> [MATERIALS PROVIDED]
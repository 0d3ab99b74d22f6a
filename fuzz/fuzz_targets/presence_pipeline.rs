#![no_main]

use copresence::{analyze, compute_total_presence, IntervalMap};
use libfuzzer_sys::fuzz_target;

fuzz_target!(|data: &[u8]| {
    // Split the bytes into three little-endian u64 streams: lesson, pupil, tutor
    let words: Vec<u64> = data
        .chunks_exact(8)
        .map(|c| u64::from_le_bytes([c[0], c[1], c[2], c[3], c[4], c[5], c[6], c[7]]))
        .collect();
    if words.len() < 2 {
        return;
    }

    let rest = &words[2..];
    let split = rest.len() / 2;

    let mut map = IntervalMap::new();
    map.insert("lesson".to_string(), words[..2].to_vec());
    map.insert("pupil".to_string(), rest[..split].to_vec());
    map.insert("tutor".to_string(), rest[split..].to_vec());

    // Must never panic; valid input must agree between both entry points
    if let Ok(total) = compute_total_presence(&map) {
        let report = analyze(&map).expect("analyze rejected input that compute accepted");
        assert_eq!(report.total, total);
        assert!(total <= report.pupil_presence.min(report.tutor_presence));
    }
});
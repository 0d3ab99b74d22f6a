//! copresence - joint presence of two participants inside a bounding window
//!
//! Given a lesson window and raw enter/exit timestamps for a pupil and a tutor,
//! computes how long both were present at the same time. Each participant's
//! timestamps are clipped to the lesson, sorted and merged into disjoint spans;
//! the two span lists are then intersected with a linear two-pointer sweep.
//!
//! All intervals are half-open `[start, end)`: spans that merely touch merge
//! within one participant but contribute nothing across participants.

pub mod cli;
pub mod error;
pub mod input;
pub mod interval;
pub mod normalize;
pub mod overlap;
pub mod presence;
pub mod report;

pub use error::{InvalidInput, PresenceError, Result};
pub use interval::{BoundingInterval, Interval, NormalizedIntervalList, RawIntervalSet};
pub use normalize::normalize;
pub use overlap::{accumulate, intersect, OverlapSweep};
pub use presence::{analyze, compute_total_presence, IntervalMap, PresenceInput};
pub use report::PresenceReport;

> [WHAT TO DO] A word-for-word restatement of the lines running from the one with "pub mod overlap;" to the last line of the records is the whole answer.

> [SOLUTION TO THE PROBLEM]
pub mod overlap;
pub mod presence;
pub mod report;

pub use error::{InvalidInput, PresenceError, Result};
pub use interval::{BoundingInterval, Interval, NormalizedIntervalList, RawIntervalSet};
pub use normalize::normalize;
pub use overlap::{accumulate, intersect, OverlapSweep};
pub use presence::{analyze, compute_total_presence, IntervalMap, PresenceInput};
pub use report::PresenceReport;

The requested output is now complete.